Front. Microbiol., 08 February 2016 | https://doi.org/10.3389/fmicb.2016.00111

Ionic Liquids as Unforeseen Assets to Fight Life-Threatening Mycotic Diseases

  • Instituto de Tecnologia Química e Biológica António Xavier, Universidade Nova de Lisboa, Oeiras, Portugal

Ionic liquids discovery has celebrated 100 years. They consist solely of ions, one of which is typically organic and asymmetrical. Remarkable physical and chemical properties stirred their use as alternative solvents in many chemical processes. The recent demonstration of their occurrence in nature might boost their interest in biological sciences. In the search of mechanistic understandings of ionic liquids’ ecotoxicological impacts in fungi, we have analyzed the proteome, transcriptome, and metabolome responses to this chemical stress. Data illuminated new hypotheses that altered our research path – exploit ionic liquids as tools for the discovery of pathways and metabolites that may impact fungal development and pathogenicity. As we get closer to solve the primary effects of each ionic liquid family and their specific gene targets, the vision of developing antifungal ionic liquids and/or materials, by taking advantage of elegant progresses in this field, might become a reality. Task-designed formulations may improve the performance of conventional antifungal drugs, build functional coatings for reducing allergens production, or aid in the recovery of antifungal plant polymers. The frontier research in this cross-disciplinary field may provide us unforeseen means to address the global concern of mycotic diseases. Pathogenic and opportunistic fungi are responsible for numerous infections, killing annually nearly 1.5 million immunocompromised individuals worldwide, a similar rate to malaria or tuberculosis. This perspective will review our major findings and current hypotheses, contextualizing how they might bring us closer to efficient strategies to prevent and fight mycotic diseases.

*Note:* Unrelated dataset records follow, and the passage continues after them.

//! Async operation managers for the proxy TUI

pub mod fetch_manager;

pub use fetch_manager::FetchManager;
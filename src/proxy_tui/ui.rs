//! Common UI styles and layout helpers for the proxy TUI

use ratatui::{
    layout::{Constraint, Direction, Layout, Rect},
    style::{Color, Modifier, Style},
};

/// Common UI styles
pub struct Styles;

impl Styles {
    pub fn selected() -> Style {
        Style::default()
            .bg(Color::Blue)
            .fg(Color::White)
            .add_modifier(Modifier::BOLD)
    }

    pub fn title() -> Style {
        Style::default()
            .fg(Color::Yellow)
            .add_modifier(Modifier::BOLD)
    }

    pub fn error() -> Style {
        Style::default().fg(Color::Red)
    }

    pub fn success() -> Style {
        Style::default().fg(Color::Green)
    }

    pub fn warning() -> Style {
        Style::default().fg(Color::Yellow)
    }

    pub fn info() -> Style {
        Style::default().fg(Color::Cyan)
    }

    pub fn inactive() -> Style {
        Style::default().fg(Color::Gray)
    }

    pub fn active_border() -> Style {
        Style::default().fg(Color::Yellow)
    }

    pub fn inactive_border() -> Style {
        Style::default().fg(Color::Gray)
    }
}

/// Center a rectangle within another rectangle
pub fn centered_rect(percent_x: u16, percent_y: u16, r: Rect) -> Rect {
    let popup_layout = Layout::default()
        .direction(Direction::Vertical)
        .constraints([
            Constraint::Percentage((100 - percent_y) / 2),
            Constraint::Percentage(percent_y),
            Constraint::Percentage((100 - percent_y) / 2),
        ])
        .split(r);

    Layout::default()
        .direction(Direction::Horizontal)
        .constraints([
            Constraint::Percentage((100 - percent_x) / 2),
            Constraint::Percentage(percent_x),
            Constraint::Percentage((100 - percent_x) / 2),
        ])
        .split(popup_layout[1])[1]
}
use serde::de::{Deserializer, MapAccess, Visitor};
use serde::{Deserialize, Serialize};
use serde_json::{Map, Value};
use std::collections::HashMap;
use std::fmt;

/// A single proxy endpoint as reported by the backend
#[derive(Debug, Clone, Default, PartialEq, Serialize)]
pub struct ProxyRecord {
    pub link: String,
    #[serde(rename = "IP")]
    pub ip: String,
    #[serde(rename = "Port")]
    pub port: Option<PortValue>,
    #[serde(rename = "Country", skip_serializing_if = "Option::is_none")]
    pub country: Option<String>,
    #[serde(rename = "Ping", skip_serializing_if = "Option::is_none")]
    pub ping: Option<String>,
}

impl ProxyRecord {
    pub fn new(link: &str, ip: &str, port: PortValue) -> Self {
        Self {
            link: link.to_string(),
            ip: ip.to_string(),
            port: Some(port),
            country: None,
            ping: None,
        }
    }

    pub fn port_str(&self) -> String {
        self.port.as_ref().map(|p| p.to_string()).unwrap_or_default()
    }

    pub fn country_str(&self) -> &str {
        self.country.as_deref().unwrap_or("")
    }

    pub fn ping_str(&self) -> &str {
        self.ping.as_deref().unwrap_or("")
    }

    /// Project a decoded JSON entry onto a record without rejecting odd values.
    ///
    /// The backend does not validate what it stores, so field types are taken as
    /// they come: strings verbatim, other scalars in their JSON spelling. The
    /// capitalised wire name wins when both spellings are present. Anything that
    /// is not an object becomes an empty record.
    pub fn from_value(value: &Value) -> Self {
        let Some(obj) = value.as_object() else {
            return Self::default();
        };

        Self {
            link: field(obj, &["link"]).and_then(text).unwrap_or_default(),
            ip: field(obj, &["IP", "ip"]).and_then(text).unwrap_or_default(),
            port: field(obj, &["Port", "port"]).and_then(|v| match v {
                Value::Number(n) => Some(PortValue::Number(n.clone())),
                other => text(other).map(PortValue::Text),
            }),
            country: field(obj, &["Country", "country"]).and_then(text),
            ping: field(obj, &["Ping", "ping"]).and_then(text),
        }
    }
}

impl<'de> Deserialize<'de> for ProxyRecord {
    fn deserialize<D>(deserializer: D) -> Result<Self, D::Error>
    where
        D: Deserializer<'de>,
    {
        let value = Value::deserialize(deserializer)?;
        Ok(ProxyRecord::from_value(&value))
    }
}

/// First non-null value among `names`
fn field<'a>(obj: &'a Map<String, Value>, names: &[&str]) -> Option<&'a Value> {
    names
        .iter()
        .filter_map(|name| obj.get(*name))
        .find(|v| !v.is_null())
}

fn text(value: &Value) -> Option<String> {
    match value {
        Value::Null => None,
        Value::String(s) => Some(s.clone()),
        other => Some(other.to_string()),
    }
}

/// Port as sent by the backend, which stores it either as a number or a string
#[derive(Debug, Clone, PartialEq, Serialize)]
#[serde(untagged)]
pub enum PortValue {
    Number(serde_json::Number),
    Text(String),
}

impl From<u16> for PortValue {
    fn from(port: u16) -> Self {
        PortValue::Number(port.into())
    }
}

impl From<&str> for PortValue {
    fn from(port: &str) -> Self {
        PortValue::Text(port.to_string())
    }
}

impl fmt::Display for PortValue {
    fn fmt(&self, f: &mut fmt::Formatter<'_>) -> fmt::Result {
        match self {
            PortValue::Number(n) => write!(f, "{}", n),
            PortValue::Text(s) => f.write_str(s),
        }
    }
}

/// Keyed proxy collection as returned by `/proxies` and `/update-proxies`.
///
/// The keys carry no meaning for the client but are kept so the mapping can be
/// handed back unchanged. Entries are ordered the way a JavaScript object
/// enumerates its own keys: canonical array-index keys first in ascending
/// numeric order, then all remaining keys in document order.
#[derive(Debug, Clone, Default, PartialEq)]
pub struct ProxyMap {
    entries: Vec<(String, ProxyRecord)>,
}

impl ProxyMap {
    fn sort_index_keys(&mut self) {
        // sort_by_key is stable, so non-index keys keep document order
        self.entries
            .sort_by_key(|(key, _)| array_index(key).map_or((1, 0), |idx| (0, idx)));
    }

    pub fn len(&self) -> usize {
        self.entries.len()
    }

    pub fn is_empty(&self) -> bool {
        self.entries.is_empty()
    }

    /// Backend keys in display order. The view only shows values; the keys
    /// stay available for callers that need to address a record on the backend.
    pub fn keys(&self) -> impl Iterator<Item = &str> {
        self.entries.iter().map(|(k, _)| k.as_str())
    }

    /// Key/record pairs in display order, see [`ProxyMap::keys`]
    pub fn entries(&self) -> &[(String, ProxyRecord)] {
        &self.entries
    }

    /// Drop the keys and keep the records in display order
    pub fn into_records(self) -> Vec<ProxyRecord> {
        self.entries.into_iter().map(|(_, record)| record).collect()
    }
}

/// Canonical array index: decimal digits without leading zeros, below 2^32 - 1
fn array_index(key: &str) -> Option<u32> {
    if key.is_empty() || !key.bytes().all(|b| b.is_ascii_digit()) {
        return None;
    }
    if key.len() > 1 && key.starts_with('0') {
        return None;
    }
    key.parse::<u32>().ok().filter(|idx| *idx < u32::MAX)
}

impl<'de> Deserialize<'de> for ProxyMap {
    fn deserialize<D>(deserializer: D) -> Result<Self, D::Error>
    where
        D: Deserializer<'de>,
    {
        struct ProxyMapVisitor;

        impl<'de> Visitor<'de> for ProxyMapVisitor {
            type Value = ProxyMap;

            fn expecting(&self, f: &mut fmt::Formatter) -> fmt::Result {
                f.write_str("an object mapping keys to proxy records")
            }

            fn visit_map<A>(self, mut access: A) -> Result<Self::Value, A::Error>
            where
                A: MapAccess<'de>,
            {
                let mut entries: Vec<(String, ProxyRecord)> =
                    Vec::with_capacity(access.size_hint().unwrap_or(0));
                // a repeated key keeps its first position, last value wins
                let mut positions: HashMap<String, usize> = HashMap::new();
                while let Some((key, record)) = access.next_entry::<String, ProxyRecord>()? {
                    match positions.get(&key) {
                        Some(&pos) => entries[pos].1 = record,
                        None => {
                            positions.insert(key.clone(), entries.len());
                            entries.push((key, record));
                        }
                    }
                }

                let mut map = ProxyMap { entries };
                map.sort_index_keys();
                Ok(map)
            }
        }

        deserializer.deserialize_map(ProxyMapVisitor)
    }
}

/// Response of the backend `/health` endpoint
#[derive(Debug, Clone, PartialEq, Serialize, Deserialize)]
pub struct HealthStatus {
    pub status: String,
    #[serde(default)]
    pub service: String,
}

impl HealthStatus {
    pub fn is_ok(&self) -> bool {
        self.status.eq_ignore_ascii_case("ok")
    }
}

Ionic liquids, which consist entirely of ionic species, are conventionally defined as salts that are liquid below 100°C. Their history started in 1914 when the physical properties of ethylammonium nitrate were first reported (Plechkova and Seddon, 2008). Nonetheless, only in the last decades the term ionic liquid emerged and a new scientific area arose. Their generic – yet not universal – properties include features such as negligible vapor pressure, conventional non-flammability and excellent solvation potential (Endres and Zein El Abedin, 2006), which do not occur concurrently either in molecular compounds or in crystalline salts. These properties boosted the interest of chemists and chemical engineers, and were the basis for the classification of ionic liquids as green solvents (Earle and Seddon, 2000). Their potential was further emphasized with the insight that numerous structural variations can be obtained via relatively simple synthesis, categorizing ionic liquids as designer solvents (Ranke et al., 2007). Such subtle structural variations in the composing ions allow fine-tuning their physical and chemical properties to promote them as task-designed solvents.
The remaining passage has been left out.